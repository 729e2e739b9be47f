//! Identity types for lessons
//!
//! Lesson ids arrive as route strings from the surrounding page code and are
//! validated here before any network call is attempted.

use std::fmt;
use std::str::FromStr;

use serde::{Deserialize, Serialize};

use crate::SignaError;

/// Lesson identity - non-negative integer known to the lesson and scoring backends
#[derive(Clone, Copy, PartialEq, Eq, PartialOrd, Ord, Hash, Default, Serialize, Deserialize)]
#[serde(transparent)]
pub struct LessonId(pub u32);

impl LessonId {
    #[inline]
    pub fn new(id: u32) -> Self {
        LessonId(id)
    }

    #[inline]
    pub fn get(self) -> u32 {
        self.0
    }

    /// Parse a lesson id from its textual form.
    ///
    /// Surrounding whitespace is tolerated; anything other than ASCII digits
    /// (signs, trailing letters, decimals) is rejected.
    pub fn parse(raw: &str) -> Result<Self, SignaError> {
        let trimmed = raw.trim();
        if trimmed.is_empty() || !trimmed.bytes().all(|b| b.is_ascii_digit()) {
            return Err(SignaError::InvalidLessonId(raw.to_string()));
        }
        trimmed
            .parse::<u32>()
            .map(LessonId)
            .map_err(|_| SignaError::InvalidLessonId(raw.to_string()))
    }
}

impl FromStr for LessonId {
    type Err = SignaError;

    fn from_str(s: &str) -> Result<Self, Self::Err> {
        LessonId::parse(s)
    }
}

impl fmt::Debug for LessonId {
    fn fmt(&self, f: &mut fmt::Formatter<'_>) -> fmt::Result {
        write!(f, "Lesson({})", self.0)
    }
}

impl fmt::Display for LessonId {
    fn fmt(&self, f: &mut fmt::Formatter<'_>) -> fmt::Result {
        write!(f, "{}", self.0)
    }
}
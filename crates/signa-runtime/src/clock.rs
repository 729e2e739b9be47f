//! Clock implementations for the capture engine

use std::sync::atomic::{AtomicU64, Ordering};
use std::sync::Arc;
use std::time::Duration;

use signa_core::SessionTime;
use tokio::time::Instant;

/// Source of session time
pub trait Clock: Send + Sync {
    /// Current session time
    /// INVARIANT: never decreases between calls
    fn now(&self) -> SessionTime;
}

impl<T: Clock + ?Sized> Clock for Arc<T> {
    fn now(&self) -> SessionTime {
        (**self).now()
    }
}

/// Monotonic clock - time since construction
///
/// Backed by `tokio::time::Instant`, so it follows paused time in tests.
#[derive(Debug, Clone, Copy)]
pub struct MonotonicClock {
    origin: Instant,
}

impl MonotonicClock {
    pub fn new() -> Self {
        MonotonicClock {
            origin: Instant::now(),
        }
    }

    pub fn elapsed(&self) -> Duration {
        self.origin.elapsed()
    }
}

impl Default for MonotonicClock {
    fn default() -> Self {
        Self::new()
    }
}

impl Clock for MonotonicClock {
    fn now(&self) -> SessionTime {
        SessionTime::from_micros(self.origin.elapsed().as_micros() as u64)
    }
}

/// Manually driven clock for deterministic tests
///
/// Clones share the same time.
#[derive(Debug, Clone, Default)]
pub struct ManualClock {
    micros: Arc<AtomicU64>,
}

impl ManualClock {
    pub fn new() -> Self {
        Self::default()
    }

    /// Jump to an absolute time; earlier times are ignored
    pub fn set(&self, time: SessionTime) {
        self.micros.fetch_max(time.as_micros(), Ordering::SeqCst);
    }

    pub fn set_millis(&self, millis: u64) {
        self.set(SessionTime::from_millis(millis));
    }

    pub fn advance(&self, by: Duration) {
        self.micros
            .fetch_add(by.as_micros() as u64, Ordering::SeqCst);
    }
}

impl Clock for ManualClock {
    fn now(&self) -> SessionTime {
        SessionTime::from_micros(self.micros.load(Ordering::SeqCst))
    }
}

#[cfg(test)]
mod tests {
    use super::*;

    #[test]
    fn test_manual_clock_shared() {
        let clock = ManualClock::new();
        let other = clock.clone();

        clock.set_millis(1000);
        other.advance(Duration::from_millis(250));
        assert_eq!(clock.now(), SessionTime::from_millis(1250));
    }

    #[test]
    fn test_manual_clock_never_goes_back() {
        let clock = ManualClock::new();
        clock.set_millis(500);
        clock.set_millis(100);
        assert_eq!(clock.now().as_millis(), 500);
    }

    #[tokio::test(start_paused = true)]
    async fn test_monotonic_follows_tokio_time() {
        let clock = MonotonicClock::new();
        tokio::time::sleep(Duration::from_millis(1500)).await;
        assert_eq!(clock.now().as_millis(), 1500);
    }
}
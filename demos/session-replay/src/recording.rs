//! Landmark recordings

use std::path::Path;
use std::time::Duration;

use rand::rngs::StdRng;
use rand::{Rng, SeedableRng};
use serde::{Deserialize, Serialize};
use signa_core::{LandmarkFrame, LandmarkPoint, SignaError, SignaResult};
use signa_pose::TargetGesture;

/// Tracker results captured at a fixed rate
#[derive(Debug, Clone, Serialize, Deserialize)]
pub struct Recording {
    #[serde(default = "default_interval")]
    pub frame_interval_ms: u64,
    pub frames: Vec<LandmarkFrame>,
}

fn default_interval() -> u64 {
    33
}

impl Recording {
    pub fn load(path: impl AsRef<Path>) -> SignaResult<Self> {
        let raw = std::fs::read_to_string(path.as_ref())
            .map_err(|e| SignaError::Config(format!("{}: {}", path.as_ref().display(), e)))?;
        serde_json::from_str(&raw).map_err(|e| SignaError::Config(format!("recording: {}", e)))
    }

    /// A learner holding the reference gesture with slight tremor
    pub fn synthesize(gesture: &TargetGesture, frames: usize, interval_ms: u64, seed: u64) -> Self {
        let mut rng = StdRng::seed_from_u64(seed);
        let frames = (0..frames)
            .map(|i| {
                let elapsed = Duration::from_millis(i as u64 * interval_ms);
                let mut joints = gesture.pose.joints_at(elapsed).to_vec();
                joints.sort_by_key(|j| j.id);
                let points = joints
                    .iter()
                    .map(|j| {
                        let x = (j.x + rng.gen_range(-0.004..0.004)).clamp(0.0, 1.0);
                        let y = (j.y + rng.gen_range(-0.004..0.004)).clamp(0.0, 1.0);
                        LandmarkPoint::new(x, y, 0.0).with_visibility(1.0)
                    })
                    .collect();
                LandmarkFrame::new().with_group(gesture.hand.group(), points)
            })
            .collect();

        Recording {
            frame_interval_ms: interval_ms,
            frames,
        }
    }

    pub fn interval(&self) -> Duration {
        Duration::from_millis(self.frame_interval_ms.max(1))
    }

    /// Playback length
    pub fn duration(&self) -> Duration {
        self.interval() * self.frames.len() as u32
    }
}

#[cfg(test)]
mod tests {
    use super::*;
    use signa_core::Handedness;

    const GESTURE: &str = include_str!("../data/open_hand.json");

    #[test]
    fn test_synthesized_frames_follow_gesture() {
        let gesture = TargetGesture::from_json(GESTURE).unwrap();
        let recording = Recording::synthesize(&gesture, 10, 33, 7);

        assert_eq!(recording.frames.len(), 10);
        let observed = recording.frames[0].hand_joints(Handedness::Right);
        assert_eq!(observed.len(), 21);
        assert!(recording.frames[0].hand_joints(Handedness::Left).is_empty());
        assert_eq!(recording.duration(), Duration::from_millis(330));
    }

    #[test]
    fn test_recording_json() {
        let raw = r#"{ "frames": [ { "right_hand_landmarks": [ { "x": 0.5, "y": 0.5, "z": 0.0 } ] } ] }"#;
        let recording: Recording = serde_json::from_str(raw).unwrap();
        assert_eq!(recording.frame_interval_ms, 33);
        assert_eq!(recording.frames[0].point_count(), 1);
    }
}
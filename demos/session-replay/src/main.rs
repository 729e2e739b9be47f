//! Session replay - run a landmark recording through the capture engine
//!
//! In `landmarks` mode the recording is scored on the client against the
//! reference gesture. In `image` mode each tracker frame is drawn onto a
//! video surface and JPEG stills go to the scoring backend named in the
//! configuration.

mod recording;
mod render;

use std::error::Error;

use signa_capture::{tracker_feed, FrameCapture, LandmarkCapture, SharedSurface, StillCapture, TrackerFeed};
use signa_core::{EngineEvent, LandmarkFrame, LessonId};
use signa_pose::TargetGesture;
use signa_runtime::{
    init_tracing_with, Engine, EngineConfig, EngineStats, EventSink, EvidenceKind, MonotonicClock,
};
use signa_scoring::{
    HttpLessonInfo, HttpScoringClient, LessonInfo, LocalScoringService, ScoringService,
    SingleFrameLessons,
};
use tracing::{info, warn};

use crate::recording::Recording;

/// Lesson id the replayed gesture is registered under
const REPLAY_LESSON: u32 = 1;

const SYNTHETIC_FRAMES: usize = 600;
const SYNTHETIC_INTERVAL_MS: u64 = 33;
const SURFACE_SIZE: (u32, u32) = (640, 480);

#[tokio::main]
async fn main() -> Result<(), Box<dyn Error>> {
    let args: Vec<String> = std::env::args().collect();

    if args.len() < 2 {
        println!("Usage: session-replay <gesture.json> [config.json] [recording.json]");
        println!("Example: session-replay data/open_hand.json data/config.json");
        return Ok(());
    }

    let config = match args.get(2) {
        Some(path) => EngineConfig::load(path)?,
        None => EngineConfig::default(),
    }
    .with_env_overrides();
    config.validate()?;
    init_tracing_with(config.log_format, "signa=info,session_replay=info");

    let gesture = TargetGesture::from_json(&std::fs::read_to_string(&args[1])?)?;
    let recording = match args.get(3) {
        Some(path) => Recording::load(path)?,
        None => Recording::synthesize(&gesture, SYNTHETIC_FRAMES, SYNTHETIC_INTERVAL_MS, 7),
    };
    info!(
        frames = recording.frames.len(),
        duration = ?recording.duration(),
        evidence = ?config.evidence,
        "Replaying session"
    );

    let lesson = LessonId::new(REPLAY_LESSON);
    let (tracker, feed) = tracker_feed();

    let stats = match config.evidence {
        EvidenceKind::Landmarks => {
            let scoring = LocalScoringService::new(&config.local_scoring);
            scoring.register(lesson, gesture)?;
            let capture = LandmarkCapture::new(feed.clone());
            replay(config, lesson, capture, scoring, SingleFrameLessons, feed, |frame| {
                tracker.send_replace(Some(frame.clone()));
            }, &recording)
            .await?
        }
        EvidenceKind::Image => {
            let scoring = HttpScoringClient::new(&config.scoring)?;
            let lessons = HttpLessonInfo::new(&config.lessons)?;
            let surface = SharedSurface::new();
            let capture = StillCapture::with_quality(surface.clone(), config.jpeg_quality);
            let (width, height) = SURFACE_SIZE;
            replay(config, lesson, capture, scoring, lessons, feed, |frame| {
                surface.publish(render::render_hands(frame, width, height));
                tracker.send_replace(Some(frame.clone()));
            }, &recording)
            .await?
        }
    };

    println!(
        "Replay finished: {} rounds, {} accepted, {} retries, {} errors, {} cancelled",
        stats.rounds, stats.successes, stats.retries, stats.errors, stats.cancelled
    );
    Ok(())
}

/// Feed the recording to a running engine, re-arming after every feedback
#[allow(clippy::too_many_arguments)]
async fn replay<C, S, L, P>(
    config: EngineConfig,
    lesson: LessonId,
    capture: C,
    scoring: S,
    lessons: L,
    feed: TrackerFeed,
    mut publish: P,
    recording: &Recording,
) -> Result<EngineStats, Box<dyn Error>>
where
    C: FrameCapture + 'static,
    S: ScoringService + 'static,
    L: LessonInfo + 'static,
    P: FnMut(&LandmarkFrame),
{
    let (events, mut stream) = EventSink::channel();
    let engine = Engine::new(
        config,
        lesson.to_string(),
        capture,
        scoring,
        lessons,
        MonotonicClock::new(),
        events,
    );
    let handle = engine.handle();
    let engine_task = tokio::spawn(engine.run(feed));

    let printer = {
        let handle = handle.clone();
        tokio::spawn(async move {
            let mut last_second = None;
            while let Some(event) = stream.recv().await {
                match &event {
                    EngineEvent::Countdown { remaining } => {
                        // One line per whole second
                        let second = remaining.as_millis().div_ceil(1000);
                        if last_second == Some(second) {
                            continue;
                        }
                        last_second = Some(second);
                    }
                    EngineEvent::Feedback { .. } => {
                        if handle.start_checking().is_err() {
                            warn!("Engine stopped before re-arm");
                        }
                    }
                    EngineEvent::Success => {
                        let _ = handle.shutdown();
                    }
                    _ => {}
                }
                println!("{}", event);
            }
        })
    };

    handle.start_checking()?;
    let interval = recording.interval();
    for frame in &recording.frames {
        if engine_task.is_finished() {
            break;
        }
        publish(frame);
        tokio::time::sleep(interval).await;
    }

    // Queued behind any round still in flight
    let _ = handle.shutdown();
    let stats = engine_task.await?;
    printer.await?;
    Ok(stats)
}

..........

Aim of the task: Looking at the data above, how many lines hold the string "before"? Reply with only the number.

Task response: 2